Egegik first appeared on the 1880 U.S. Census as the unincorporated Inuit village of Igagik. It appeared again under that name in 1890 and 1900. It returned again in 1920 as Egegik.

Historical population
| Census | Pop. | Note | %± |
| 1880 | 120 |  | — |
| 1890 | 60 |  | −50.0% |
| 1900 | 203 |  | 238.3% |
| 1920 | 83 |  | — |
| 1930 | 86 |  | 3.6% |
| 1940 | 125 |  | 45.3% |
| 1950 | 119 |  | −4.8% |
| 1960 | 150 |  | 26.1% |
| 1970 | 148 |  | −1.3% |
| 1980 | 75 |  | −49.3% |
| 1990 | 122 |  | 62.7% |
| 2000 | 116 |  | −4.9% |
| 2010 | 109 |  | −6.0% |
| 2020 | 39 |  | −64.2% |
U.S. Decennial Census

===2020 census===

As of the 2020 census, Egegik had a population of 39. The median age was 43.5 years. 15.4% of residents were under the age of 18 and 15.4% of residents were 65 years of age or older. For every 100 females there were 105.3 males, and for every 100 females age 18 and over there were 106.2 males age 18 and over.
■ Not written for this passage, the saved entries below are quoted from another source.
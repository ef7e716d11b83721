use crate::models::Record;
use serde::{Deserialize, Serialize};
use serde_json::Value;
use tokio::sync::broadcast;

const EVENT_CHANNEL_CAPACITY: usize = 256;

#[derive(Debug, Clone, PartialEq, Serialize, Deserialize)]
#[serde(tag = "type", rename_all = "camelCase", rename_all_fields = "camelCase")]
pub enum StorageEvent {
    EntityCreated {
        entity_type: String,
        id: String,
        data: Record,
    },
    EntityUpdated {
        entity_type: String,
        id: String,
        data: Record,
    },
    EntityDeleted {
        entity_type: String,
        id: String,
    },
    SettingChanged {
        key: String,
        value: Value,
        old_value: Option<Value>,
    },
    SettingDeleted {
        key: String,
    },
    MetadataStored {
        key: String,
        metadata: Value,
    },
    MetadataUpdated {
        key: String,
        metadata: Value,
    },
    MetadataDeleted {
        key: String,
    },
    Error {
        operation: String,
        entity_type: Option<String>,
        message: String,
    },
    Initialized,
}

impl StorageEvent {
    /// `error` and `initialized` pass through the adapter without a source tag.
    pub fn is_reserved(&self) -> bool {
        matches!(self, Self::Error { .. } | Self::Initialized)
    }
}

#[derive(Debug, Clone, Copy, PartialEq, Eq, Hash, Serialize, Deserialize)]
#[serde(rename_all = "camelCase")]
pub enum EventSource {
    Entity,
    Settings,
    Metadata,
    Encryption,
}

#[derive(Debug, Clone, PartialEq, Serialize, Deserialize)]
#[serde(rename_all = "camelCase")]
pub struct SourcedEvent {
    pub source: Option<EventSource>,
    pub event: StorageEvent,
}

impl SourcedEvent {
    pub fn tagged(source: EventSource, event: StorageEvent) -> Self {
        let source = if event.is_reserved() { None } else { Some(source) };
        Self { source, event }
    }

    pub fn untagged(event: StorageEvent) -> Self {
        Self { source: None, event }
    }
}

/// Broadcast channel wrapper. Publishing without subscribers is a no-op.
#[derive(Debug, Clone)]
pub struct EventBus<E: Clone = StorageEvent> {
    sender: broadcast::Sender<E>,
}

impl<E: Clone> Default for EventBus<E> {
    fn default() -> Self {
        Self::new()
    }
}

impl<E: Clone> EventBus<E> {
    pub fn new() -> Self {
        let (sender, _) = broadcast::channel(EVENT_CHANNEL_CAPACITY);
        Self { sender }
    }

    pub fn publish(&self, event: E) {
        let _ = self.sender.send(event);
    }

    pub fn subscribe(&self) -> broadcast::Receiver<E> {
        self.sender.subscribe()
    }
}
0.0% of residents lived in urban areas, while 100.0% lived in rural areas.

There were 24 households in Egegik, of which 25.0% had children under the age of 18 living in them. Of all households, 33.3% were married-couple households, 29.2% were households with a male householder and no spouse or partner present, and 16.7% were households with a female householder and no spouse or partner present. About 25.0% of all households were made up of individuals and 8.3% had someone living alone who was 65 years of age or older.

There were 243 housing units, of which 90.1% were vacant. The homeowner vacancy rate was 0.0% and the rental vacancy rate was 0.0%.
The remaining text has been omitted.